By Kiernan LaMarche and Jessica Settimi, Thermo Fisher
When bringing a new drug to market, product development is typically aligned with the clinical trial schedule; therefore, as the patient pool grows, so does the supply of drugs needed for the study. Phase I calls for a small trial formulation using the easiest and least expensive manufacturing methods for just getting the drug to the patient. Once you move into Phase II, a prototype batch process is often most cost effective, especially since most drug candidates do not make it past this stage.1 However, as clinical trial data begins to come in from Phase II, confidence in the product grows and important decisions about next steps need to be made. This is the best time to consider whether continuous manufacturing is a good fit for your product, as the formulation and process developed for Phase III are the final ones that will be used during commercial manufacturing.

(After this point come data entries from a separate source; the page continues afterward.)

mod config;
mod error;
mod hook;
mod logging;
mod provider;

use std::process::ExitCode;

use clap::{Arg, Command};
use log::{error, info};

use crate::config::{EnvFile, ProgramPaths, Settings};
use crate::error::{HookError, EXIT_LOG_OPEN};
use crate::hook::Invocation;
use crate::provider::mailinabox::AdminApi;

#[tokio::main(flavor = "current_thread")]
async fn main() -> ExitCode {
    // Locate the log and env files beside the binary
    let argv: Vec<String> = std::env::args_os()
        .map(|a| a.to_string_lossy().into_owned())
        .collect();
    let paths = ProgramPaths::resolve(argv.first().map(String::as_str));

    // Initialize logger before anything else can fail
    if let Err(e) = logging::init_file(&paths.log_file()) {
        logging::init_stderr();
        error!("{e:#}");
        return ExitCode::from(EXIT_LOG_OPEN);
    }

    let code = report(run(&argv, &paths).await);

    log::logger().flush();
    ExitCode::from(code)
}

/// Environment first, then arguments, then the one request.
async fn run(argv: &[String], paths: &ProgramPaths) -> Result<(), HookError> {
    // Optional .env overrides, then the required variables
    let env_file = EnvFile::load(paths.env_file());
    let settings = Settings::resolve(|name| env_file.lookup(name), &paths.program_name())?;

    // Positional arguments are read by slot, never as flags
    let invocation = Invocation::from_argv(argv)?;

    let api = AdminApi::new(&settings);
    submit(&api, &invocation).await
}

async fn submit(api: &AdminApi, invocation: &Invocation) -> Result<(), HookError> {
    info!(
        "Requested: {}, {}, {}",
        invocation.verb, invocation.domain, invocation.value
    );

    let result = api.update_record(invocation).await?;
    if !result.is_updated() {
        return Err(HookError::UpdateFailed(result.body));
    }

    info!(
        "Success: {}, {}, {}",
        invocation.verb, invocation.domain, invocation.value
    );
    Ok(())
}

/// Logs the outcome of a run and picks the exit status.
fn report(result: Result<(), HookError>) -> u8 {
    match result {
        Ok(()) => 0,
        Err(e) => {
            error!("{e}");
            if e.is_argument_error() {
                info!("{}", usage());
            }
            e.exit_code()
        }
    }
}

/// One-line usage, logged after a bad command line.
fn usage() -> String {
    Command::new(env!("CARGO_PKG_NAME"))
        .disable_help_flag(true)
        .arg(Arg::new("verb").required(true).value_parser(["present", "cleanup"]))
        .arg(Arg::new("domain").required(true))
        .arg(Arg::new("value"))
        .render_usage()
        .to_string()
}
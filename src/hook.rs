use std::fmt;
use std::str::FromStr;

use reqwest::Method;

use crate::error::HookError;

const VERB_POSITION: usize = 1;
const DOMAIN_POSITION: usize = 2;
const VALUE_POSITION: usize = 3;

/// lego's raw convention puts `--` where the domain belongs.
const RAW_MODE_MARKER: &str = "--";

/// The two lego hook verbs.
#[derive(Debug, Clone, Copy, PartialEq, Eq)]
pub enum Verb {
    /// Create (or update) the challenge record.
    Present,
    /// Remove the challenge record.
    Cleanup,
}

impl Verb {
    pub fn method(self) -> Method {
        match self {
            Self::Present => Method::PUT,
            Self::Cleanup => Method::DELETE,
        }
    }
}

impl FromStr for Verb {
    type Err = HookError;

    fn from_str(s: &str) -> Result<Self, Self::Err> {
        match s {
            "present" => Ok(Self::Present),
            "cleanup" => Ok(Self::Cleanup),
            other => Err(HookError::InvalidVerb(other.to_string())),
        }
    }
}

impl fmt::Display for Verb {
    fn fmt(&self, f: &mut fmt::Formatter<'_>) -> fmt::Result {
        f.write_str(self.method().as_str())
    }
}

/// Drops a single trailing dot from a fully qualified name.
pub fn normalize_domain(domain: &str) -> &str {
    domain.strip_suffix('.').unwrap_or(domain)
}

/// A validated `<verb> <domain> [<value>]` call.
#[derive(Debug, Clone, PartialEq, Eq)]
pub struct Invocation {
    pub verb: Verb,
    pub domain: String,
    pub value: String,
}

impl Invocation {
    /// Reads `argv` (program name first) by fixed position: verb, domain,
    /// then the optional value. Nothing is treated as a flag, so `--` and
    /// `--help` land in whichever slot they were given in. Extra arguments
    /// are ignored.
    pub fn from_argv(argv: &[String]) -> Result<Self, HookError> {
        let provided = argv.len().saturating_sub(1);
        let arg = |index: usize| argv.get(index).map(String::as_str);

        let verb: Verb = required(arg(VERB_POSITION), VERB_POSITION, provided)?.parse()?;

        let domain = required(arg(DOMAIN_POSITION), DOMAIN_POSITION, provided)?;
        if domain == RAW_MODE_MARKER {
            return Err(HookError::RawMode);
        }

        Ok(Self {
            verb,
            domain: normalize_domain(domain).to_string(),
            value: arg(VALUE_POSITION).unwrap_or_default().to_string(),
        })
    }
}

fn required(arg: Option<&str>, index: usize, provided: usize) -> Result<&str, HookError> {
    match arg {
        None => Err(HookError::MissingArgument { index, provided }),
        Some("") => Err(HookError::EmptyArgument(index)),
        Some(value) => Ok(value),
    }
}
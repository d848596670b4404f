use log::debug;
use reqwest::header::CONTENT_TYPE;
use reqwest::Client;

use super::DnsUpdateResult;
use crate::config::Settings;
use crate::error::HookError;
use crate::hook::Invocation;

// The admin API reads the body as the raw record value, whatever this says.
const FORM_CONTENT_TYPE: &str = "application/x-www-form-urlencoded";

/// Client for the custom-DNS endpoint of the Mail-in-a-Box admin API.
pub struct AdminApi {
    client: Client,
    base_url: String,
    user: String,
    pass: String,
}

impl AdminApi {
    pub fn new(settings: &Settings) -> Self {
        Self::with_base_url(format!("https://{}", settings.host), settings)
    }

    pub fn with_base_url(base_url: impl Into<String>, settings: &Settings) -> Self {
        Self {
            client: Client::new(),
            base_url: base_url.into(),
            user: settings.user.clone(),
            pass: settings.pass.clone(),
        }
    }

    /// Domain goes in verbatim; escaping is the caller's business.
    pub fn txt_record_url(&self, domain: &str) -> String {
        format!("{}/admin/dns/custom/{}/TXT", self.base_url, domain)
    }

    /// Sends the single PUT/DELETE for `invocation` and returns the body text.
    /// The body is not judged here.
    pub async fn update_record(&self, invocation: &Invocation) -> Result<DnsUpdateResult, HookError> {
        let url = self.txt_record_url(&invocation.domain);
        let request = self
            .client
            .request(invocation.verb.method(), &url)
            .header(CONTENT_TYPE, FORM_CONTENT_TYPE)
            .basic_auth(&self.user, Some(&self.pass))
            .body(invocation.value.clone())
            .build()
            .map_err(HookError::BuildRequest)?;

        debug!("{} {}", request.method(), request.url());

        let response = self
            .client
            .execute(request)
            .await
            .map_err(HookError::Transport)?;

        debug!("Admin API responded with {}", response.status());

        let body = response.text().await.map_err(HookError::ReadBody)?;

        Ok(DnsUpdateResult { body })
    }
}

#[cfg(test)]
mod tests {
    use super::*;
    use crate::hook::Verb;
    use wiremock::matchers::{basic_auth, body_string, header, method, path};
    use wiremock::{Mock, MockServer, ResponseTemplate};

    fn settings() -> Settings {
        Settings {
            user: "admin@example.com".into(),
            pass: "secret".into(),
            host: "box.example.com".into(),
        }
    }

    fn invocation(verb: Verb, domain: &str, value: &str) -> Invocation {
        Invocation { verb, domain: domain.into(), value: value.into() }
    }

    #[test]
    fn url_uses_https_and_host() {
        let api = AdminApi::new(&settings());
        assert_eq!(
            api.txt_record_url("_acme-challenge.example.com"),
            "https://box.example.com/admin/dns/custom/_acme-challenge.example.com/TXT"
        );
    }

    #[tokio::test]
    async fn present_sends_put_with_raw_value() {
        let server = MockServer::start().await;
        Mock::given(method("PUT"))
            .and(path("/admin/dns/custom/example.com/TXT"))
            .and(basic_auth("admin@example.com", "secret"))
            .and(header("content-type", FORM_CONTENT_TYPE))
            .and(body_string("abc123"))
            .respond_with(ResponseTemplate::new(200).set_body_string("updated DNS: example.com"))
            .expect(1)
            .mount(&server)
            .await;

        let api = AdminApi::with_base_url(server.uri(), &settings());
        let result = api
            .update_record(&invocation(Verb::Present, "example.com", "abc123"))
            .await
            .unwrap();

        assert!(result.is_updated());
    }

    #[tokio::test]
    async fn cleanup_sends_delete() {
        let server = MockServer::start().await;
        Mock::given(method("DELETE"))
            .and(path("/admin/dns/custom/example.com/TXT"))
            .respond_with(ResponseTemplate::new(200).set_body_string("not found"))
            .expect(1)
            .mount(&server)
            .await;

        let api = AdminApi::with_base_url(server.uri(), &settings());
        let result = api
            .update_record(&invocation(Verb::Cleanup, "example.com", ""))
            .await
            .unwrap();

        assert_eq!(result.body, "not found");
        assert!(!result.is_updated());
    }

    #[tokio::test]
    async fn error_status_body_is_still_returned() {
        let server = MockServer::start().await;
        Mock::given(method("PUT"))
            .respond_with(ResponseTemplate::new(403).set_body_string("Incorrect username or password"))
            .mount(&server)
            .await;

        let api = AdminApi::with_base_url(server.uri(), &settings());
        let result = api
            .update_record(&invocation(Verb::Present, "example.com", "abc"))
            .await
            .unwrap();

        assert!(!result.is_updated());
    }

    #[tokio::test]
    async fn malformed_host_fails_to_build() {
        let api = AdminApi::with_base_url("https://bad host", &settings());
        let err = api
            .update_record(&invocation(Verb::Present, "example.com", "abc"))
            .await
            .unwrap_err();

        assert!(matches!(err, HookError::BuildRequest(_)));
        assert_eq!(err.exit_code(), 7);
    }

    #[tokio::test]
    async fn unreachable_server_is_transport_error() {
        // Bind and drop to get a port nothing listens on.
        let port = std::net::TcpListener::bind("127.0.0.1:0")
            .unwrap()
            .local_addr()
            .unwrap()
            .port();

        let api = AdminApi::with_base_url(format!("http://127.0.0.1:{port}"), &settings());
        let err = api
            .update_record(&invocation(Verb::Cleanup, "example.com", ""))
            .await
            .unwrap_err();

        assert!(matches!(err, HookError::Transport(_)));
        assert_eq!(err.exit_code(), 8);
    }
}
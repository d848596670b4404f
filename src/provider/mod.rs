pub mod mailinabox;

/// Prefix the admin API puts on every successful record change.
const SUCCESS_PREFIX: &str = "updated";

#[derive(Debug)]
pub struct DnsUpdateResult {
    pub body: String,
}

impl DnsUpdateResult {
    /// Case-sensitive prefix match; the rest of the body is ignored.
    pub fn is_updated(&self) -> bool {
        self.body.starts_with(SUCCESS_PREFIX)
    }
}
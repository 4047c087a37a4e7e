use crate::{error::TamsResult, models::*};
use reqwest::Client;
use serde_json::json;
use std::{collections::HashMap, sync::Arc};
use tokio::sync::RwLock;
use tracing::{error, info, warn};

#[derive(Clone)]
pub struct WebhookInfo {
    pub webhook: Webhook,
    pub api_key_value: String,
}

pub struct WebhookManager {
    client: Client,
    webhooks: Arc<RwLock<HashMap<String, WebhookInfo>>>,
}

impl WebhookManager {
    pub fn new() -> Self {
        let client = Client::builder()
            .timeout(std::time::Duration::from_secs(30))
            .build()
            .expect("Failed to create HTTP client");

        Self {
            client,
            webhooks: Arc::new(RwLock::new(HashMap::new())),
        }
    }

    pub async fn add_webhook(&self, webhook: Webhook, api_key_value: String) {
        let mut webhooks = self.webhooks.write().await;
        webhooks.insert(
            webhook.url.clone(),
            WebhookInfo {
                webhook,
                api_key_value,
            },
        );
        info!("Added webhook: {}", webhooks.len());
    }

    pub async fn remove_webhook(&self, url: &str) {
        let mut webhooks = self.webhooks.write().await;
        if webhooks.remove(url).is_some() {
            info!("Removed webhook: {}", url);
        }
    }

    pub async fn send_notification<T>(&self, notification: EventNotification<T>)
    where
        T: serde::Serialize + Send + Sync,
    {
        let webhooks = self.webhooks.read().await;
        
        for webhook_info in webhooks.values() {
            if webhook_info.webhook.events.contains(&notification.event_type)
                || webhook_info.webhook.events.contains(&"*".to_string())
            {
                let webhook_info = webhook_info.clone();
                let notification_json = match serde_json::to_value(&notification) {
                    Ok(json) => json,
                    Err(e) => {
                        error!("Failed to serialize notification: {}", e);
                        continue;
                    }
                };
                
                let client = self.client.clone();
                tokio::spawn(async move {
                    if let Err(e) = Self::send_webhook_request(
                        &client,
                        &webhook_info,
                        notification_json,
                    ).await {
                        error!("Failed to send webhook notification to {}: {}", 
                               webhook_info.webhook.url, e);
                    }
                });
            }
        }
    }

    async fn send_webhook_request(
        client: &Client,
        webhook_info: &WebhookInfo,
        payload: serde_json::Value,
    ) -> TamsResult<()> {
        let mut request_builder = client
            .post(&webhook_info.webhook.url)
            .json(&payload)
            .header("Content-Type", "application/json")
            .header("User-Agent", "TAMS-Rust/6.0");

        // Add API key header if specified
        if let Some(api_key_name) = &webhook_info.webhook.api_key_name {
            request_builder = request_builder.header(api_key_name, &webhook_info.api_key_value);
        }

        let response = request_builder.send().await?;

        if response.status().is_success() {
            info!("Successfully sent webhook notification to {}", webhook_info.webhook.url);
        } else {
            warn!(
                "Webhook returned non-success status {}: {}",
                response.status(),
                webhook_info.webhook.url
            );
        }

        Ok(())
    }

    pub async fn get_webhook_count(&self) -> usize {
        let webhooks = self.webhooks.read().await;
        webhooks.len()
    }

    pub async fn load_webhooks_from_database(&self, webhooks: Vec<(Webhook, String)>) {
        let mut webhook_map = self.webhooks.write().await;
        webhook_map.clear();
        
        for (webhook, api_key_value) in webhooks {
            webhook_map.insert(
                webhook.url.clone(),
                WebhookInfo {
                    webhook,
                    api_key_value,
                },
            );
        }
        
        info!("Loaded {} webhooks from database", webhook_map.len());
    }
}

#[cfg(test)]
mod tests {
    use super::*;
    use chrono::Utc;
    use uuid::Uuid;

    #[tokio::test]
    async fn test_webhook_manager_creation() {
        let manager = WebhookManager::new();
        assert_eq!(manager.get_webhook_count().await, 0);
    }

    #[tokio::test]
    async fn test_add_remove_webhook() {
        let manager = WebhookManager::new();
        
        let webhook = Webhook {
            url: "https://example.com/webhook".to_string(),
            api_key_name: Some("X-API-Key".to_string()),
            api_key_value: None,
            events: vec!["flow.created".to_string()],
        };
        
        manager.add_webhook(webhook.clone(), "secret-key".to_string()).await;
        assert_eq!(manager.get_webhook_count().await, 1);
        
        manager.remove_webhook(&webhook.url).await;
        assert_eq!(manager.get_webhook_count().await, 0);
    }

    #[tokio::test]
    async fn test_load_webhooks_from_database() {
        let manager = WebhookManager::new();
        
        let webhook1 = Webhook {
            url: "https://example.com/webhook1".to_string(),
            api_key_name: None,
            api_key_value: None,
            events: vec!["*".to_string()],
        };
        
        let webhook2 = Webhook {
            url: "https://example.com/webhook2".to_string(),
            api_key_name: Some("Authorization".to_string()),
            api_key_value: None,
            events: vec!["flow.created".to_string(), "flow.updated".to_string()],
        };
        
        let webhooks = vec![
            (webhook1, "".to_string()),
            (webhook2, "Bearer token".to_string()),
        ];
        
        manager.load_webhooks_from_database(webhooks).await;
        assert_eq!(manager.get_webhook_count().await, 2);
    }
} 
//! C3 — collection membership (`FlowCollection`/`SourceCollection` join
//! rows). These are thin wrappers that read/write the `flow_collection`
//! field on a `Flow::Multi` or the `source_collection` field on a `Source`;
//! kept as a separate repository file since membership changes are a
//! distinct operation family from the rest of entity CRUD (§4.3).

use crate::error::TamsError;
use crate::models::{FlowCollection, FlowCollectionItem, SourceCollection, SourceCollectionItem};
use crate::repositories::{FlowRepo, SourceRepo};
use uuid::Uuid;

pub struct CollectionRepo {
    flows: std::sync::Arc<FlowRepo>,
    sources: std::sync::Arc<SourceRepo>,
}

impl CollectionRepo {
    pub fn new(flows: std::sync::Arc<FlowRepo>, sources: std::sync::Arc<SourceRepo>) -> Self {
        Self { flows, sources }
    }

    pub async fn add_flow_member(&self, flow_id: Uuid, member: FlowCollectionItem) -> Result<FlowCollection, TamsError> {
        let flow = self.flows.get(flow_id).await?;
        let mut collection = match &flow {
            crate::models::Flow::Multi { flow_collection, .. } => flow_collection.clone(),
            _ => {
                return Err(TamsError::BadRequest(format!(
                    "flow '{flow_id}' is not a multi-essence flow"
                )))
            }
        };
        collection.flows.retain(|f| f.flow_id != member.flow_id);
        collection.flows.push(member);
        self.flows.set_flow_collection(flow_id, collection.clone()).await?;
        Ok(collection)
    }

    pub async fn remove_flow_member(&self, flow_id: Uuid, member_id: Uuid) -> Result<FlowCollection, TamsError> {
        let flow = self.flows.get(flow_id).await?;
        let mut collection = match &flow {
            crate::models::Flow::Multi { flow_collection, .. } => flow_collection.clone(),
            _ => {
                return Err(TamsError::BadRequest(format!(
                    "flow '{flow_id}' is not a multi-essence flow"
                )))
            }
        };
        collection.flows.retain(|f| f.flow_id != member_id);
        self.flows.set_flow_collection(flow_id, collection.clone()).await?;
        Ok(collection)
    }

    pub async fn add_source_member(&self, source_id: Uuid, member: SourceCollectionItem) -> Result<SourceCollection, TamsError> {
        let mut source = self.sources.get(source_id).await?;
        let mut collection = source.source_collection.take().unwrap_or_default();
        collection.sources.retain(|s| s.source_id != member.source_id);
        collection.sources.push(member);
        source.source_collection = Some(collection.clone());
        self.sources.update(&source).await?;
        Ok(collection)
    }

    pub async fn get_source_collection(&self, source_id: Uuid) -> Result<SourceCollection, TamsError> {
        let source = self.sources.get(source_id).await?;
        Ok(source.source_collection.unwrap_or_default())
    }

    /// PUT /sources/{id}/source_collection — diff-sync (spec.md §6.1): the
    /// body is the full desired membership list, not a single add/remove.
    pub async fn set_source_collection(
        &self,
        source_id: Uuid,
        collection: SourceCollection,
    ) -> Result<SourceCollection, TamsError> {
        let mut source = self.sources.get(source_id).await?;
        source.source_collection = Some(collection.clone());
        self.sources.update(&source).await?;
        Ok(collection)
    }
}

Several small-scale studies should be completed to help determine whether continuous or batch manufacturing is the best fit for your product. These can include characterization work to understand the materials and how they interact with the process as well as proof of concept or range-finding studies on the manufacturing equipment. When continuous is a fit, the workflow can be reduced by as much as six months. This is due to the ability to compress the scale and timeline of the studies, making the process not only continuous but also more flexible.
By considering continuous manufacturing in development, manufacturers ensure they are creating the most optimal path over the life cycle of their program that includes quality, flexibility, and economic benefits.